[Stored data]
---

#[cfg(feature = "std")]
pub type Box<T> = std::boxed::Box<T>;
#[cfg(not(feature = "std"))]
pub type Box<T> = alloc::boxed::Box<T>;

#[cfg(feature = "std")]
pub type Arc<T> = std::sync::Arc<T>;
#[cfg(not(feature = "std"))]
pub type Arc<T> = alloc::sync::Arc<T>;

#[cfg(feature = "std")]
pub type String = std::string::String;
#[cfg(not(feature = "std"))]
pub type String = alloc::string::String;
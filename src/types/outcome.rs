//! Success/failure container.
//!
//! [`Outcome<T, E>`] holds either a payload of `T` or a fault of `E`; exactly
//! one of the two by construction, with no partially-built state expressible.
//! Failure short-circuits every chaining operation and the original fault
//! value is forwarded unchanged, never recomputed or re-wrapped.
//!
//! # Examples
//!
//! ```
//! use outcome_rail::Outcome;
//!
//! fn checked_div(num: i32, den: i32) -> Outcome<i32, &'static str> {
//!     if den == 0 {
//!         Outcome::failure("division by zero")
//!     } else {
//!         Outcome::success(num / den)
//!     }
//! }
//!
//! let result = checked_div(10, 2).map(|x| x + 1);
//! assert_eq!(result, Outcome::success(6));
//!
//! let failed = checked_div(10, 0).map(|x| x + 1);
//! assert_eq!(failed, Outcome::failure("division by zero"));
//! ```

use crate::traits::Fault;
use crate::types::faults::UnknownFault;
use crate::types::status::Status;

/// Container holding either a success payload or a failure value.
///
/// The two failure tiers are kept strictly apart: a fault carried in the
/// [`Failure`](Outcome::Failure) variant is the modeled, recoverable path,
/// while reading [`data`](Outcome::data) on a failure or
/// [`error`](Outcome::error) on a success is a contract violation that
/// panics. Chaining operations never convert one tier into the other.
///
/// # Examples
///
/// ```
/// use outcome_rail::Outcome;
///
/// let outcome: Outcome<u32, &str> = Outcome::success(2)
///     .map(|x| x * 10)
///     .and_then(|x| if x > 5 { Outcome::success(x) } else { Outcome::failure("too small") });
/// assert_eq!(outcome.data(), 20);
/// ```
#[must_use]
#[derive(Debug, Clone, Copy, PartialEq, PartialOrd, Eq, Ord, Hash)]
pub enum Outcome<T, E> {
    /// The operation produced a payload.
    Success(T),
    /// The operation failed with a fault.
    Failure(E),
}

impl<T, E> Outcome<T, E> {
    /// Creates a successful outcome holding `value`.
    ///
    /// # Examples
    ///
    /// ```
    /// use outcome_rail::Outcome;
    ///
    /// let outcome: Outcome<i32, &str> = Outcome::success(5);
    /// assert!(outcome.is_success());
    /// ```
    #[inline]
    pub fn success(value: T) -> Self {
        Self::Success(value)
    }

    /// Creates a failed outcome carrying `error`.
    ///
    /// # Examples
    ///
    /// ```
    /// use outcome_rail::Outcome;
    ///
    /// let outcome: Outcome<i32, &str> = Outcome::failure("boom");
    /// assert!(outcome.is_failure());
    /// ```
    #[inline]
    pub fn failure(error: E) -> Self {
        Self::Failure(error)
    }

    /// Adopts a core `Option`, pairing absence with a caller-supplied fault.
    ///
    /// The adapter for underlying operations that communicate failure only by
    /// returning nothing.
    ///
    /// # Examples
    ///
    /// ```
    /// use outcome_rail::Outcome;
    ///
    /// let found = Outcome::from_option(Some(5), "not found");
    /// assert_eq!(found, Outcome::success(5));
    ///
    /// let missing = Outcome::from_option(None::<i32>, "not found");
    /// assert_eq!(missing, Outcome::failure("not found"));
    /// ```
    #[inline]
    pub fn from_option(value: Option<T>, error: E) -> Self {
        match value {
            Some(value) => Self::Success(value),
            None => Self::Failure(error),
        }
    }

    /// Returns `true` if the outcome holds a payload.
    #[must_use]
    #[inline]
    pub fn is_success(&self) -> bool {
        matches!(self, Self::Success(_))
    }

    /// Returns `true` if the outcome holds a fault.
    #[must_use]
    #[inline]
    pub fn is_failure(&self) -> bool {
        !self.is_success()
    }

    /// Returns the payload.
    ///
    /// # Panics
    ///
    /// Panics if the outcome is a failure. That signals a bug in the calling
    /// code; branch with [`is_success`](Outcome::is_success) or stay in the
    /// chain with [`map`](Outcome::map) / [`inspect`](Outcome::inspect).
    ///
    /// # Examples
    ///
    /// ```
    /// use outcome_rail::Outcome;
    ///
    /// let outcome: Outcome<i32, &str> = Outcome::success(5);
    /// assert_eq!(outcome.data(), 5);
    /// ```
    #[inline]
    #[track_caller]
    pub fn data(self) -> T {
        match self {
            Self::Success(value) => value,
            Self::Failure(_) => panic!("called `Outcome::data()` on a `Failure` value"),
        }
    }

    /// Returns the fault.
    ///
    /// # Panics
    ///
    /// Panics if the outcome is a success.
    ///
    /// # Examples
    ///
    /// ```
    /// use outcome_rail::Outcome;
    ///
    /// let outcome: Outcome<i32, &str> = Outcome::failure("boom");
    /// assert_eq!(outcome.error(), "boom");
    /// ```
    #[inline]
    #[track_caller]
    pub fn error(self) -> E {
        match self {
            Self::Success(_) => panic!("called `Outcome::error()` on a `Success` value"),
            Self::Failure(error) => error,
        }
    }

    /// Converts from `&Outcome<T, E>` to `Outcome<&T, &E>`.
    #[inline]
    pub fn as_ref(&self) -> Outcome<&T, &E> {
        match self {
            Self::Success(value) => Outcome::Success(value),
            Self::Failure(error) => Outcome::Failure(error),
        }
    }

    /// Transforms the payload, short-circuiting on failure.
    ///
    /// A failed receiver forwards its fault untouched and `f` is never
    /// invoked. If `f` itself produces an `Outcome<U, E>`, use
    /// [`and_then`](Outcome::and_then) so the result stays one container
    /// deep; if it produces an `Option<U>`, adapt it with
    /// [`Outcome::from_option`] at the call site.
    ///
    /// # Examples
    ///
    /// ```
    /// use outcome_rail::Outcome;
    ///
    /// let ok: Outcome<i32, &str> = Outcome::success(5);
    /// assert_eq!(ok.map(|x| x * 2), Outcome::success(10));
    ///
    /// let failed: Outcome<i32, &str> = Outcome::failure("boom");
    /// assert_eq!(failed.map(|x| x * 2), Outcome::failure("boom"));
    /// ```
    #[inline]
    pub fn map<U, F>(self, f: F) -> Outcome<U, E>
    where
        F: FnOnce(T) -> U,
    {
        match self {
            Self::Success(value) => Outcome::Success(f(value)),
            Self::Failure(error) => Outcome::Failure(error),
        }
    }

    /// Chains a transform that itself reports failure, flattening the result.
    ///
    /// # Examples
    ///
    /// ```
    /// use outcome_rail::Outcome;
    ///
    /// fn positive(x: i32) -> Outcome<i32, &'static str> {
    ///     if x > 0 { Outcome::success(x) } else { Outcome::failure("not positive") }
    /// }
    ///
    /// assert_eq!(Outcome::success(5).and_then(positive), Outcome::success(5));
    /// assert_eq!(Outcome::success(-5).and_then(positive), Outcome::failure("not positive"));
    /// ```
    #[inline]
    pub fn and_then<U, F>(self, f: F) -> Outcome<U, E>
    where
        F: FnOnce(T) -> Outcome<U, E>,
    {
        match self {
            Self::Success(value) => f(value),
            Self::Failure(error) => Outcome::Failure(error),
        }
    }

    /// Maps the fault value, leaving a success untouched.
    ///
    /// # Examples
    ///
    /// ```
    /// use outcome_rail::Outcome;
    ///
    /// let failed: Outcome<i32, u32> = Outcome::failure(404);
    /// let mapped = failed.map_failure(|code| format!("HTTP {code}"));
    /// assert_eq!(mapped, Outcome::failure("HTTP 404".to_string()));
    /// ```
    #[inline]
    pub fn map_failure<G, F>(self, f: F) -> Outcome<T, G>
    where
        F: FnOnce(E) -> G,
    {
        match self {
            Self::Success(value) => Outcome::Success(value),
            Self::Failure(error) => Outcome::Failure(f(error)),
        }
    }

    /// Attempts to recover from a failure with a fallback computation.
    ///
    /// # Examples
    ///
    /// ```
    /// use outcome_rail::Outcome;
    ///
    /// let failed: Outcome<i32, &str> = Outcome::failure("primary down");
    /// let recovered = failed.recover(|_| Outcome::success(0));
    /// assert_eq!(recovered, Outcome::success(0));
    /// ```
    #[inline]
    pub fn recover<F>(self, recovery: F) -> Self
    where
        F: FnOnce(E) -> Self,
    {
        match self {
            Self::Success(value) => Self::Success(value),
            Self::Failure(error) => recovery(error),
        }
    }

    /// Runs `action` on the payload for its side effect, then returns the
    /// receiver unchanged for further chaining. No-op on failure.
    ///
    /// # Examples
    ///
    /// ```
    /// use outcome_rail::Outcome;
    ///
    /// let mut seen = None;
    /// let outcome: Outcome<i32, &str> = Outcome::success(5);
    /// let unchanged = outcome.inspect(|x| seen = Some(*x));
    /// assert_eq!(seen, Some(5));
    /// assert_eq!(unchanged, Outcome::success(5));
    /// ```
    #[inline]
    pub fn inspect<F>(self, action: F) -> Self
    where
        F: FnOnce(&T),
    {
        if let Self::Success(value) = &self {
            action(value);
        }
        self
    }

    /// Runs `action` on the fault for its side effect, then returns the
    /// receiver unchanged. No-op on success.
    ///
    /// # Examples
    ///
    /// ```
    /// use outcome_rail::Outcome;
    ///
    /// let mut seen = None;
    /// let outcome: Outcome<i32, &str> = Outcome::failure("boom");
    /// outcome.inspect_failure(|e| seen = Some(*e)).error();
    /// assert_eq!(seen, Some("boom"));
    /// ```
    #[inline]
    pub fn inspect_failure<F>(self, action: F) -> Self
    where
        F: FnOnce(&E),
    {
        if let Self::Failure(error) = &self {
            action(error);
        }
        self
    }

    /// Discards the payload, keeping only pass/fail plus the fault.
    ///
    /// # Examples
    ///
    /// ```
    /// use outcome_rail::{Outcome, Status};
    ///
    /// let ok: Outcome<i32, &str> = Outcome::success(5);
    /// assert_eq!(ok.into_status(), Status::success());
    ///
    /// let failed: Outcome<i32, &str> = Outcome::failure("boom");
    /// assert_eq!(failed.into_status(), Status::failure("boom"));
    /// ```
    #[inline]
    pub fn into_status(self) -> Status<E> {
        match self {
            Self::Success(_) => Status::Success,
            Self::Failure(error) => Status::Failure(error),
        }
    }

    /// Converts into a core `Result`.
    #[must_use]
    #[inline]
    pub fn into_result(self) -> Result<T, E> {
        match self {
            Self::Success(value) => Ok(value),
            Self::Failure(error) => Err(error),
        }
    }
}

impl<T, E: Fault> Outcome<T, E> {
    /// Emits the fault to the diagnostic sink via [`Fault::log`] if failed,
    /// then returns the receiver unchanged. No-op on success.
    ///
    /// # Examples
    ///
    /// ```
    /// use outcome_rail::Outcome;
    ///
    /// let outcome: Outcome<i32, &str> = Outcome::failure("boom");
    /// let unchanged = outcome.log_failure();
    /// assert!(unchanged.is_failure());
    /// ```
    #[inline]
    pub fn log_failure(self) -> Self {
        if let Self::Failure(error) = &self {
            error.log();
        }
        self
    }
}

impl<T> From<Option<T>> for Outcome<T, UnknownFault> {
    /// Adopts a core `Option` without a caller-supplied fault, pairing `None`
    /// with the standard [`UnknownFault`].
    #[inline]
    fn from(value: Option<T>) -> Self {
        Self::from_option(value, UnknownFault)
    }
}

---

Your answer should consist of all lines above that include the string "receiver".

    /// A failed receiver forwards its fault untouched and `f` is never
    /// receiver unchanged for further chaining. No-op on failure.
    /// receiver unchanged. No-op on success.
    /// then returns the receiver unchanged. No-op on success.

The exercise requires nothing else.